Auroras podem realmente fazer som? Um olhar científico sobre os fenômenos acústicos da Aurora Boreal
As Auroras podem realmente fazer barulho?
A aurora boreal se forma quando partículas carregadas do vento solar colidem com a atmosfera superior da Terra. A liberação de energia resultante produz um show de luzes espetacular, com cores que variam de vermelhos profundos a verdes e azuis vibrantes. Investigações científicas recentes sugerem que estes ecrãs luminosos também podem gerar sons audíveis.
Do Mito à Ciência
As culturas antigas, desde tribos nativas americanas até marinheiros nórdicos, muitas vezes atribuíam as luzes a espíritos ou deuses. Muitas tradições afirmam que as auroras “assobiam” ao cruzar o céu noturno. Em 2000, o professor Unto K. Laine, da Universidade de Aalto, lançou o Projeto Auroral Acoustics para testar se esses sussurros são reais.

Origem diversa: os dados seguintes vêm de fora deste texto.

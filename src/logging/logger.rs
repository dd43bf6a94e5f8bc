//! Per-run diagnostic logger.
//!
//! Outside debug mode `debug`/`info` are no-ops and `warn`/`error` only go to
//! the console; nothing touches the filesystem. In debug mode each call is
//! also appended as one JSON line to a file owned by this run, and old run
//! files beyond the retention limit are pruned when the logger is created.
//!
//! Logging never fails the caller: every I/O error is swallowed.

use std::error::Error as StdError;
use std::fs::{self, File, OpenOptions};
use std::io::{self, Write};
use std::path::{Path, PathBuf};
use std::time::SystemTime;

use chrono::{DateTime, Utc};
use serde::{Deserialize, Serialize};
use serde_json::Value;

use super::LogLevel;
use crate::config::WizardSettings;
use crate::error::{classify, ErrorKind};

/// File name prefix of run logs.
pub const LOG_FILE_PREFIX: &str = "stackwizard-";

const LOG_FILE_EXTENSION: &str = "log";

const MAX_NAME_ATTEMPTS: u32 = 1000;

/// Where and how much to log.
#[derive(Debug, Clone, PartialEq, Eq)]
pub struct LoggerConfig {
    /// Enables file logging and debug/info console output.
    pub debug: bool,
    /// Directory that receives run logs.
    pub log_dir: PathBuf,
    /// Number of run logs kept after pruning, the current one included.
    pub max_files: usize,
}

impl LoggerConfig {
    /// Console-only configuration.
    pub fn console() -> Self {
        Self {
            debug: false,
            log_dir: crate::config::default_log_dir(),
            max_files: 10,
        }
    }
}

impl From<&WizardSettings> for LoggerConfig {
    fn from(settings: &WizardSettings) -> Self {
        Self {
            debug: settings.debug,
            log_dir: settings.log_dir(),
            max_files: settings.max_log_files,
        }
    }
}

/// Error information attached to a log entry.
#[derive(Debug, Clone, PartialEq, Eq, Serialize, Deserialize)]
pub struct LogErrorRecord {
    /// Classified kind.
    pub kind: ErrorKind,
    /// Top-level message.
    pub message: String,
    /// Messages of the source chain, outermost first.
    #[serde(default, skip_serializing_if = "Vec::is_empty")]
    pub sources: Vec<String>,
}

impl LogErrorRecord {
    /// Captures an error and its source chain.
    pub fn capture(error: &(dyn StdError + 'static)) -> Self {
        let sources = std::iter::successors(error.source(), |&e| e.source())
            .map(|e| e.to_string())
            .collect();
        Self {
            kind: classify(error),
            message: error.to_string(),
            sources,
        }
    }
}

/// One line of a run log.
#[derive(Debug, Clone, PartialEq, Serialize, Deserialize)]
pub struct LogEntry {
    /// When the entry was written (UTC).
    pub timestamp: DateTime<Utc>,
    pub level: LogLevel,
    pub message: String,
    /// Structured context passed by the caller.
    #[serde(default, skip_serializing_if = "Option::is_none")]
    pub data: Option<Value>,
    /// Present for entries logged through [`Logger::error_with`].
    #[serde(default, skip_serializing_if = "Option::is_none")]
    pub error: Option<LogErrorRecord>,
}

/// Diagnostic sink shared by the recovery components.
#[derive(Debug)]
pub struct Logger {
    debug: bool,
    file: Option<File>,
    path: Option<PathBuf>,
}

impl Default for Logger {
    fn default() -> Self {
        Self::console()
    }
}

impl Logger {
    /// A logger that never writes files.
    pub fn console() -> Self {
        Self {
            debug: false,
            file: None,
            path: None,
        }
    }

    /// Creates the logger for this run.
    ///
    /// In debug mode this opens a fresh log file under `config.log_dir` and
    /// prunes older files. If the file cannot be created the logger keeps
    /// working console-only.
    pub fn new(config: &LoggerConfig) -> Self {
        if !config.debug {
            return Self::console();
        }

        let opened = fs::create_dir_all(&config.log_dir)
            .and_then(|_| open_run_file(&config.log_dir));
        match opened {
            Ok((file, path)) => {
                let logger = Self {
                    debug: true,
                    file: Some(file),
                    path: Some(path),
                };
                logger.debug(
                    "debug logging enabled",
                    Some(serde_json::json!({
                        "version": env!("CARGO_PKG_VERSION"),
                        "platform": std::env::consts::OS,
                    })),
                );
                if let Some(active) = logger.path.as_deref() {
                    prune_logs(&config.log_dir, config.max_files, active);
                }
                logger
            }
            Err(e) => {
                tracing::warn!(
                    "could not create debug log in {}: {}",
                    config.log_dir.display(),
                    e
                );
                Self {
                    debug: true,
                    file: None,
                    path: None,
                }
            }
        }
    }

    /// Whether debug mode is active.
    pub fn is_debug(&self) -> bool {
        self.debug
    }

    /// The file this run logs to, if any.
    pub fn log_path(&self) -> Option<&Path> {
        self.path.as_deref()
    }

    /// Debug-mode only; dropped otherwise.
    pub fn debug(&self, message: &str, data: Option<Value>) {
        self.log(LogLevel::Debug, message, data, None);
    }

    /// Debug-mode only; dropped otherwise.
    pub fn info(&self, message: &str, data: Option<Value>) {
        self.log(LogLevel::Info, message, data, None);
    }

    /// Always reaches the console.
    pub fn warn(&self, message: &str, data: Option<Value>) {
        self.log(LogLevel::Warn, message, data, None);
    }

    /// Always reaches the console. See [`Logger::error_with`] to attach an error.
    pub fn error(&self, message: &str, data: Option<Value>) {
        self.log(LogLevel::Error, message, data, None);
    }

    /// Logs an error together with its classified kind and source chain.
    pub fn error_with(&self, message: &str, error: &(dyn StdError + 'static), data: Option<Value>) {
        self.log(
            LogLevel::Error,
            message,
            data,
            Some(LogErrorRecord::capture(error)),
        );
    }

    fn log(&self, level: LogLevel, message: &str, data: Option<Value>, error: Option<LogErrorRecord>) {
        if !self.debug && matches!(level, LogLevel::Trace | LogLevel::Debug | LogLevel::Info) {
            return;
        }

        emit_console(level, message, data.as_ref(), error.as_ref());

        if let Some(file) = &self.file {
            let entry = LogEntry {
                timestamp: Utc::now(),
                level,
                message: message.to_string(),
                data,
                error,
            };
            let _ = append_entry(file, &entry);
        }
    }
}

fn emit_console(level: LogLevel, message: &str, data: Option<&Value>, error: Option<&LogErrorRecord>) {
    let data = data.map(Value::to_string).unwrap_or_default();
    let kind = error.map(|e| e.kind.as_str()).unwrap_or_default();
    match level {
        LogLevel::Trace => tracing::trace!(data = %data, "{}", message),
        LogLevel::Debug => tracing::debug!(data = %data, "{}", message),
        LogLevel::Info => tracing::info!(data = %data, "{}", message),
        LogLevel::Warn => tracing::warn!("{}", message),
        LogLevel::Error if kind.is_empty() => tracing::error!("{}", message),
        LogLevel::Error => tracing::error!(kind = kind, "{}", message),
        LogLevel::Off => {}
    }
}

fn append_entry(mut file: &File, entry: &LogEntry) -> io::Result<()> {
    let line = serde_json::to_string(entry)?;
    writeln!(file, "{}", line)
}

/// Opens a new, uniquely named run log in `dir`.
fn open_run_file(dir: &Path) -> io::Result<(File, PathBuf)> {
    let stamp = Utc::now().format("%Y%m%d-%H%M%S%.3f");
    for attempt in 0..MAX_NAME_ATTEMPTS {
        let name = if attempt == 0 {
            format!("{}{}.{}", LOG_FILE_PREFIX, stamp, LOG_FILE_EXTENSION)
        } else {
            format!("{}{}-{}.{}", LOG_FILE_PREFIX, stamp, attempt, LOG_FILE_EXTENSION)
        };
        let path = dir.join(name);
        match OpenOptions::new().write(true).create_new(true).open(&path) {
            Ok(file) => return Ok((file, path)),
            Err(e) if e.kind() == io::ErrorKind::AlreadyExists => continue,
            Err(e) => return Err(e),
        }
    }
    Err(io::Error::new(
        io::ErrorKind::AlreadyExists,
        "no free log file name for this timestamp",
    ))
}

fn is_run_log(path: &Path) -> bool {
    let name_matches = path
        .file_name()
        .and_then(|name| name.to_str())
        .map(|name| name.starts_with(LOG_FILE_PREFIX))
        .unwrap_or(false);
    name_matches && path.extension().and_then(|e| e.to_str()) == Some(LOG_FILE_EXTENSION)
}

/// Deletes all but the `keep` most recently modified run logs in `dir`.
///
/// `active` is never deleted and counts towards `keep`. Deletion failures
/// are ignored. Returns the number of files removed.
pub fn prune_logs(dir: &Path, keep: usize, active: &Path) -> usize {
    let Ok(entries) = fs::read_dir(dir) else {
        return 0;
    };

    let mut logs: Vec<(SystemTime, PathBuf)> = entries
        .filter_map(Result::ok)
        .map(|entry| entry.path())
        .filter(|path| is_run_log(path) && path != active)
        .map(|path| {
            let modified = fs::metadata(&path)
                .and_then(|m| m.modified())
                .unwrap_or(SystemTime::UNIX_EPOCH);
            (modified, path)
        })
        .collect();

    // Newest first; names embed the creation time, so they break mtime ties.
    logs.sort_by(|a, b| b.cmp(a));

    let keep_others = keep.saturating_sub(1);
    logs.into_iter()
        .skip(keep_others)
        .filter(|(_, path)| fs::remove_file(path).is_ok())
        .count()
}

#[cfg(test)]
mod tests {
    use super::*;
    use crate::error::DomainError;

    fn debug_config(dir: &Path) -> LoggerConfig {
        LoggerConfig {
            debug: true,
            log_dir: dir.to_path_buf(),
            max_files: 10,
        }
    }

    fn read_entries(path: &Path) -> Vec<LogEntry> {
        fs::read_to_string(path)
            .unwrap()
            .lines()
            .map(|line| serde_json::from_str(line).unwrap())
            .collect()
    }

    fn count_logs(dir: &Path) -> usize {
        fs::read_dir(dir)
            .unwrap()
            .filter_map(Result::ok)
            .filter(|e| is_run_log(&e.path()))
            .count()
    }

    #[test]
    fn test_non_debug_mode_writes_nothing() {
        let dir = tempfile::tempdir().unwrap();
        let log_dir = dir.path().join("logs");
        let logger = Logger::new(&LoggerConfig {
            debug: false,
            log_dir: log_dir.clone(),
            max_files: 10,
        });

        logger.debug("d", None);
        logger.info("i", None);
        logger.warn("w", None);
        logger.error("e", None);

        assert!(!logger.is_debug());
        assert!(logger.log_path().is_none());
        assert!(!log_dir.exists());
    }

    #[test]
    fn test_debug_mode_appends_json_lines() {
        let dir = tempfile::tempdir().unwrap();
        let logger = Logger::new(&debug_config(dir.path()));

        logger.info("generating", Some(serde_json::json!({ "project": "my-app" })));
        logger.warn("docker missing", None);

        let path = logger.log_path().unwrap().to_path_buf();
        assert!(path.starts_with(dir.path()));

        let entries = read_entries(&path);
        // First entry is the start-up banner.
        assert_eq!(entries.len(), 3);
        assert_eq!(entries[1].level, LogLevel::Info);
        assert_eq!(entries[1].message, "generating");
        assert_eq!(entries[1].data.as_ref().unwrap()["project"], "my-app");
        assert_eq!(entries[2].level, LogLevel::Warn);
        assert!(entries[2].data.is_none());
    }

    #[test]
    fn test_error_with_records_kind_and_chain() {
        let dir = tempfile::tempdir().unwrap();
        let logger = Logger::new(&debug_config(dir.path()));

        let error = DomainError::new(ErrorKind::PortInUse, "port 8000 busy");
        logger.error_with("preflight failed", &error, None);

        let entries = read_entries(logger.log_path().unwrap());
        let record = entries.last().unwrap().error.clone().unwrap();
        assert_eq!(record.kind, ErrorKind::PortInUse);
        assert_eq!(record.message, "port 8000 busy");
        assert!(record.sources.is_empty());
    }

    #[derive(Debug, thiserror::Error)]
    #[error("{message}")]
    struct Layer {
        message: &'static str,
        #[source]
        source: std::io::Error,
    }

    #[test]
    fn test_error_with_records_source_chain() {
        let dir = tempfile::tempdir().unwrap();
        let logger = Logger::new(&debug_config(dir.path()));

        let error = Layer {
            message: "could not write manifest",
            source: std::io::Error::new(std::io::ErrorKind::PermissionDenied, "access denied"),
        };
        logger.error_with("generate failed", &error, None);

        let entries = read_entries(logger.log_path().unwrap());
        let record = entries.last().unwrap().error.clone().unwrap();
        assert_eq!(record.kind, ErrorKind::PermissionDenied);
        assert_eq!(record.message, "could not write manifest");
        assert_eq!(record.sources, ["access denied"]);
    }

    #[test]
    fn test_eleven_runs_leave_ten_logs() {
        let dir = tempfile::tempdir().unwrap();
        let config = debug_config(dir.path());

        let mut last = None;
        for _ in 0..11 {
            let logger = Logger::new(&config);
            last = logger.log_path().map(Path::to_path_buf);
        }

        assert_eq!(count_logs(dir.path()), 10);
        assert!(last.unwrap().exists());
    }

    #[test]
    fn test_prune_ignores_foreign_files() {
        let dir = tempfile::tempdir().unwrap();
        fs::write(dir.path().join("notes.txt"), "keep me").unwrap();
        fs::write(dir.path().join("stackwizard-old.log"), "").unwrap();
        let active = dir.path().join("stackwizard-new.log");
        fs::write(&active, "").unwrap();

        let removed = prune_logs(dir.path(), 1, &active);

        assert_eq!(removed, 1);
        assert!(dir.path().join("notes.txt").exists());
        assert!(active.exists());
    }

    #[test]
    fn test_unwritable_log_dir_degrades_to_console() {
        let dir = tempfile::tempdir().unwrap();
        let blocker = dir.path().join("file");
        fs::write(&blocker, "").unwrap();

        // log_dir lies below a regular file, so it can never be created
        let logger = Logger::new(&debug_config(&blocker.join("logs")));
        logger.error("still fine", None);

        assert!(logger.is_debug());
        assert!(logger.log_path().is_none());
    }
}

Em 2012, Laine apresentou evidências no 19º Congresso Internacional sobre Som e Vibração de que os sons relatados pelas pessoas são de fato produzidos durante intensa atividade geomagnética. Um dos clipes gravados, disponível no YouTube, captura o som da aurora a uma altitude de cerca de 70m (230 pés).
Como as Auroras produzem som
O estudo de Laine de 2016 no Baltic-Nordic Acoustic Meeting explicou que os sons aurorais surgem na camada de inversão de temperatura da baixa atmosfera. Em condições frias e claras, o ar quente e carregado negativamente sobe acima do ar mais frio e carregado positivamente. Durante uma tempestade geomagnética, as cargas acumuladas são descarregadas, produzindo faíscas corona que geram estalos audíveis.
Outras pesquisas em 2019 ligaram estes estalos às ressonâncias de Schumann – ondas eletromagnéticas de baixa frequência que ressoam em torno da Terra. Laine notou que a estrutura rítmica dos sons aurorais corresponde a estas ressonâncias, indicando uma ligação direta entre as flutuações geomagnéticas e o mecanismo de geração de som.
Você consegue ouvir a Aurora sem equipamento?
Em condições ideais – locais tranquilos e remotos do Ártico durante o inverno, com temperaturas abaixo de zero e céus calmos e claros – os ouvintes às vezes podem ouvir estalidos aurorais com o ouvido nu. Embora os sons sejam fracos, ouvir atentamente durante o pico da atividade geomagnética aumenta as chances de detecção.
As descobertas de Laine em 2022 mostram que os sons aurorais podem ocorrer mesmo quando as próprias luzes são fracas ou invisíveis, sugerindo que o fenómeno acústico é mais comum do que se pensava anteriormente. Atribuições erradas à quebra do gelo ou à vida selvagem são frequentemente confundidas com ruído auroral.
Conclusão
As evidências científicas apoiam agora a crença de longa data de que as auroras podem produzir som. A combinação de interações do vento solar, inversões de temperatura atmosférica e ressonâncias geomagnéticas cria uma contrapartida sonora sutil, muitas vezes esquecida, do espetáculo visual da aurora boreal.